Task brief: Once the line with "fn default() ->" is found in the entries below, print it and each following line exactly, stopping after the line with "pub type SharedProcessingLog"; print nothing else.

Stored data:
>>>

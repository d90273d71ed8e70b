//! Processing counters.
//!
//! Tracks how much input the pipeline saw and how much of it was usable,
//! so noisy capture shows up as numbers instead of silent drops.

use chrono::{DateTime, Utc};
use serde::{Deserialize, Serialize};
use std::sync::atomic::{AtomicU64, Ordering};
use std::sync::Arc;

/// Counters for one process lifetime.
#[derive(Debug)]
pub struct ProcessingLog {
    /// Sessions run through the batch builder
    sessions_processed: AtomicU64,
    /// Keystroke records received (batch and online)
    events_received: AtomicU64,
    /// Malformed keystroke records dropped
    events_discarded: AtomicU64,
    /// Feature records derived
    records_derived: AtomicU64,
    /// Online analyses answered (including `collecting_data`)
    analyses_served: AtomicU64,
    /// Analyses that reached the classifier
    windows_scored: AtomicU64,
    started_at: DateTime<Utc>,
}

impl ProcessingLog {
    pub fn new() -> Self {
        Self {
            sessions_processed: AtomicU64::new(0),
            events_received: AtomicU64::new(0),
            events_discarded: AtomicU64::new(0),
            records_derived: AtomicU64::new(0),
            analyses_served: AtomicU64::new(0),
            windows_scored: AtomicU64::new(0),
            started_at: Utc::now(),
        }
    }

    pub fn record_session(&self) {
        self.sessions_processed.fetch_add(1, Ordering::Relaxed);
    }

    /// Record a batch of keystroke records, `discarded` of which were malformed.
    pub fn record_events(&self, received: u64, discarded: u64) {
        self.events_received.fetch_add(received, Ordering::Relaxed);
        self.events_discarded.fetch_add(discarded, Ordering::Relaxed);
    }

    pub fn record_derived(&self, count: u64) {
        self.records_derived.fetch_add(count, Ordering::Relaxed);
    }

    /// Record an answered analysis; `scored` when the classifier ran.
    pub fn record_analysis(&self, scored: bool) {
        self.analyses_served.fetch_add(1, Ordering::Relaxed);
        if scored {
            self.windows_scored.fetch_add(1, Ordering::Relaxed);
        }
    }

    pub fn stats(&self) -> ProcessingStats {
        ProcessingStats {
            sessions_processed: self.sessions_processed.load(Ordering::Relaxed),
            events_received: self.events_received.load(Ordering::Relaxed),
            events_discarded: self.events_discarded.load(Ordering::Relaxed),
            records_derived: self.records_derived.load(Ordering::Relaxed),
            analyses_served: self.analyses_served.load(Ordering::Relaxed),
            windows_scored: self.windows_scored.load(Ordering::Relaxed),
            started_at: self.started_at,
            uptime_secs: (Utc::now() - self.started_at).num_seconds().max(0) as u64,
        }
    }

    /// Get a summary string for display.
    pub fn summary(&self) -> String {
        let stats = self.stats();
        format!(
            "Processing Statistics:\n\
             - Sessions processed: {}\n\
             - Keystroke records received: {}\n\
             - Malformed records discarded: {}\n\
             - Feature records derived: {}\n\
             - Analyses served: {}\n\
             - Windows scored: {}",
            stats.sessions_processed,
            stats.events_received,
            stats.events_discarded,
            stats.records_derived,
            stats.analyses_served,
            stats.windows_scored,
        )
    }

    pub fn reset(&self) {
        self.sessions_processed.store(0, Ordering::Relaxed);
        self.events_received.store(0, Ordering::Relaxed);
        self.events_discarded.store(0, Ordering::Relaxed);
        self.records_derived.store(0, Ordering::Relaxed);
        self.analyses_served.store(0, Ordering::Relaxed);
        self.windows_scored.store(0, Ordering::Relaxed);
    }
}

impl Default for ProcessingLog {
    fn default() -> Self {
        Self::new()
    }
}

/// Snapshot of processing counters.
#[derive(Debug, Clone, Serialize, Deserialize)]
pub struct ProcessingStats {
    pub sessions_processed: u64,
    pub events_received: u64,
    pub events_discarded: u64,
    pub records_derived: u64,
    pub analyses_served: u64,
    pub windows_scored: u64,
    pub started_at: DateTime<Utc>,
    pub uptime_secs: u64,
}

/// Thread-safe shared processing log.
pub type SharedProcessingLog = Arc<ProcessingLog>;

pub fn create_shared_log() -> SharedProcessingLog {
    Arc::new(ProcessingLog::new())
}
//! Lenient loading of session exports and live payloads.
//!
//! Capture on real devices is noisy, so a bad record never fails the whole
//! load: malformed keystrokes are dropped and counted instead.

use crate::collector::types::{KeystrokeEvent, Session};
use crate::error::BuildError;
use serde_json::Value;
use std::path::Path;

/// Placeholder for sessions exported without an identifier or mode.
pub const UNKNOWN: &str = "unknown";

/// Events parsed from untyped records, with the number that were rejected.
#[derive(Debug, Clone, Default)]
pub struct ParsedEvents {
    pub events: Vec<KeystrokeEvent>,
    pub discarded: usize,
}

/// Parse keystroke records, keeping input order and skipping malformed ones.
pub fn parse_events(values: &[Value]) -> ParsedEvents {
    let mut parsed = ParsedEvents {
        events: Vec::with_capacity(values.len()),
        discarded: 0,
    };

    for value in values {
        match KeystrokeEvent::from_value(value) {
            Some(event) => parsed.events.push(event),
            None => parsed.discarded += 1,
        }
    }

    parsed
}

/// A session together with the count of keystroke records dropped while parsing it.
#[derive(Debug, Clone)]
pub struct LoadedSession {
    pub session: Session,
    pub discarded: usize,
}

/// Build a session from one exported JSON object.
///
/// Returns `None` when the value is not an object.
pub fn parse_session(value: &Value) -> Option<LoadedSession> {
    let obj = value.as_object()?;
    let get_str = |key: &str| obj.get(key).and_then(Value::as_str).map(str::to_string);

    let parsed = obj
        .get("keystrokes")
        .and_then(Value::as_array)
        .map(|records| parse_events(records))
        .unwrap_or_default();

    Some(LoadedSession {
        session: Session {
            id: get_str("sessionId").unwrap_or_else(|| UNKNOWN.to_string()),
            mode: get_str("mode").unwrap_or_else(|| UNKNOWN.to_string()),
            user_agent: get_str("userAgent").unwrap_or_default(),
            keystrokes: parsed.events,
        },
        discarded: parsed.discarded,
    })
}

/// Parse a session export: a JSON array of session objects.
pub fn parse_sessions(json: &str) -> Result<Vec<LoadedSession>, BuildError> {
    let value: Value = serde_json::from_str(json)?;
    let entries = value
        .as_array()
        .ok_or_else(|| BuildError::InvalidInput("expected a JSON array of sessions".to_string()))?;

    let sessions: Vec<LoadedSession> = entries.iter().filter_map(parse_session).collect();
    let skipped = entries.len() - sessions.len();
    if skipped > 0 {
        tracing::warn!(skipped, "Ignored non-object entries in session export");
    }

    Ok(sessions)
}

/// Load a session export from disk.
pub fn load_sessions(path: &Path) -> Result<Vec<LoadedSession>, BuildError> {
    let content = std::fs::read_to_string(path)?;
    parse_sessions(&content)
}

<<<

Solution to this exercise:
    fn default() -> Self {
        Self::new()
    }
}

/// Snapshot of processing counters.
#[derive(Debug, Clone, Serialize, Deserialize)]
pub struct ProcessingStats {
    pub sessions_processed: u64,
    pub events_received: u64,
    pub events_discarded: u64,
    pub records_derived: u64,
    pub analyses_served: u64,
    pub windows_scored: u64,
    pub started_at: DateTime<Utc>,
    pub uptime_secs: u64,
}

/// Thread-safe shared processing log.
pub type SharedProcessingLog = Arc<ProcessingLog>;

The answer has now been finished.